The Twelfth-century documents of St. George’s of Tròccoli (Sicily)
By Vera von Falkenhausen, Nadia Jamil, and Jeremy Johns
Journal of Arabic and Islamic Studies, Volume 16 (2016)
Abstract: This study publishes for the first time six authentic and original documents from mid-twelfth-century Norman Sicily. Three are bilingual, written in Greek and Arabic, and three are Arabic. All were issued by the multilingual dīwān of King Roger de Hauteville and relate to the lands and Muslim peasants held of the crown by the Greek monastery of St. George’s of Tròccoli, near Caltabellotta. These documents are of particular interest in four principal ways. First, they permit the reconstruction in unusual detail of the internal administrative processes of the royal dīwān. Second, they preserve the toponymy and describe the topography of the lands of St. George’s that lay in a district of Norman Sicily until now poorly documented. Third, they record the remarkable phenomenon of the immigration to Norman Sicily of Muslims, who apparently commended themselves into the service of a Christian monastery as villeins, in order to escape deprivation and famine in Ifrīqiya. And fourth, they add to the small corpus of Arabic documents from Norman Sicily, contributing much new evidence for their diplomatic form, language and palaeography.
Introduction: The Greek monastery of St. George’s of Tròccoli lay at Sant’Anna, a suburban district of Caltabellotta, some fourteen kilometres northeast of the port of Sciacca on the southwest coast of Sicily . In the nineteenth century, the remains of the monastery were still standing, but they had disappeared before 1924. The modern place-name Tròccoli derives from medieval Greek Tróklos (Τρόκλος, also Τρώκλος), whence Arabic Ṭuruquliš (?), and medieval Latin Trocculi or Troculi, all said to be derived ultimately from the name of the ancient Sican city of Triókala (Τριόκαλα; Latin Triocala), which is generally accepted to have lain at or near Sant’Anna.
Three of the documents of King Roger studied in this article declare that St.

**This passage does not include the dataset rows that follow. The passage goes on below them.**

//! Collections: trim orphaned entries and followers, keep counters in step.

use anyhow::{Context, Result};
use common::CollectionName;
use common::model::{CollectionDoc, CollectionEntry};
use serde::Deserialize;
use serde_json::{Map, Value, json};

use super::{CleanupResult, Sanitizer, policy_allows};
use crate::references::ReferenceIndex;

impl Sanitizer {
    /// Keep only entries whose article and adding user both exist, and only
    /// followers that exist. `creatorId` is never touched.
    pub async fn sanitize_collections(&self, dry_run: bool) -> Result<CleanupResult> {
        let mut result = CleanupResult::new(
            CollectionName::Collections,
            "trim_orphaned_entries_and_followers",
            dry_run,
        );

        let index = ReferenceIndex::load(
            self.store.as_ref(),
            [CollectionName::Users, CollectionName::Articles],
        )
        .await
        .context("Failed to load user and article IDs")?;

        let documents = self
            .store
            .scan(CollectionName::Collections, CollectionDoc::PROJECTION)
            .await
            .context("Failed to scan collections")?;
        result.records_scanned = documents.len() as u64;

        let trim_entries = policy_allows(
            CollectionName::Collections,
            &["entries[].articleId", "entries[].addedByUserId"],
        );
        let trim_followers = policy_allows(CollectionName::Collections, &["followers[]"]);

        for document in documents {
            // creatorId and the counters are never decoded, so they cannot block the trim
            let (current_entries, entries_malformed) = array_items(&document.body, "entries");
            let (current_followers, followers_malformed) =
                array_items(&document.body, "followers");

            let entries: Vec<Value> = current_entries
                .iter()
                .filter(|entry| !trim_entries || entry_is_valid(&index, entry))
                .cloned()
                .collect();
            let followers: Vec<Value> = current_followers
                .iter()
                .filter(|follower| {
                    !trim_followers || index.is_valid(CollectionName::Users, follower.as_str())
                })
                .cloned()
                .collect();

            let removed_entries = current_entries.len() - entries.len();
            let removed_followers = current_followers.len() - followers.len();
            let reshaped =
                (trim_entries && entries_malformed) || (trim_followers && followers_malformed);
            if removed_entries == 0 && removed_followers == 0 && !reshaped {
                continue;
            }

            // Untrimmable arrays of the wrong shape are left exactly as found
            let entries = if entries_malformed && !trim_entries {
                document.body.get("entries").cloned().unwrap_or(Value::Null)
            } else {
                Value::Array(entries)
            };
            let followers = if followers_malformed && !trim_followers {
                document.body.get("followers").cloned().unwrap_or(Value::Null)
            } else {
                Value::Array(followers)
            };

            if dry_run {
                tracing::info!(
                    id = %document.id,
                    removed_entries = removed_entries,
                    removed_followers = removed_followers,
                    "[DRY-RUN] Would trim collection"
                );
                result.records_skipped += 1;
                continue;
            }

            // Guard on the arrays as read so a concurrent edit is not overwritten
            let mut expected = Map::new();
            for field in ["entries", "followers"] {
                expected.insert(
                    field.to_string(),
                    document.body.get(field).cloned().unwrap_or(Value::Null),
                );
            }

            let mut set = Map::new();
            if let Value::Array(items) = &entries {
                set.insert("validEntriesCount".into(), json!(items.len()));
            }
            set.insert("entries".into(), entries);
            if let Value::Array(items) = &followers {
                set.insert("followersCount".into(), json!(items.len()));
            }
            set.insert("followers".into(), followers);

            match self
                .store
                .update_one(CollectionName::Collections, &document.id, &expected, &set)
                .await
            {
                Ok(true) => {
                    tracing::info!(
                        id = %document.id,
                        removed_entries = removed_entries,
                        removed_followers = removed_followers,
                        "Trimmed collection"
                    );
                    result.records_cleaned += 1;
                }
                Ok(false) => {
                    tracing::warn!(
                        id = %document.id,
                        "Collection changed since scan, leaving it for the next run"
                    );
                    result.records_skipped += 1;
                }
                Err(e) => {
                    tracing::error!(id = %document.id, error = %e, "Failed to update collection");
                    result.errors.push(format!("collection {}: {e}", document.id));
                }
            }
        }

        Ok(result)
    }
}

/// Elements of an array field, and whether the field holds a non-array value.
fn array_items<'a>(body: &'a Map<String, Value>, field: &str) -> (&'a [Value], bool) {
    match body.get(field) {
        None | Some(Value::Null) => (&[][..], false),
        Some(Value::Array(items)) => (items, false),
        Some(_) => (&[][..], true),
    }
}

/// An entry survives only as an object whose article and adding user both exist.
fn entry_is_valid(index: &ReferenceIndex, entry: &Value) -> bool {
    match CollectionEntry::deserialize(entry) {
        Ok(entry) => {
            index.is_valid(CollectionName::Articles, entry.article_id.as_deref())
                && index.is_valid(CollectionName::Users, entry.added_by_user_id.as_deref())
        }
        Err(_) => false,
    }
}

George’s was founded by his father, Count Roger I, in 6606 A.M. (1097–1098 A.D.). However, a persistent, but apparently baseless, local tradition maintains that St. George’s had existed since before the time of Gregory the Great and, after it had been destroyed by the Muslims, was merely re-founded by Count Roger. The Greek text of the authentic and original charter (sigillion) of King Roger, dated June 1141, states that Count Roger I had ‘built … the aforesaid church of the saint and great martyr George in the district of Sciacca, and had established it as a monastery in memory of the Christians who had been killed there’ during the conquest of the island from the Muslims.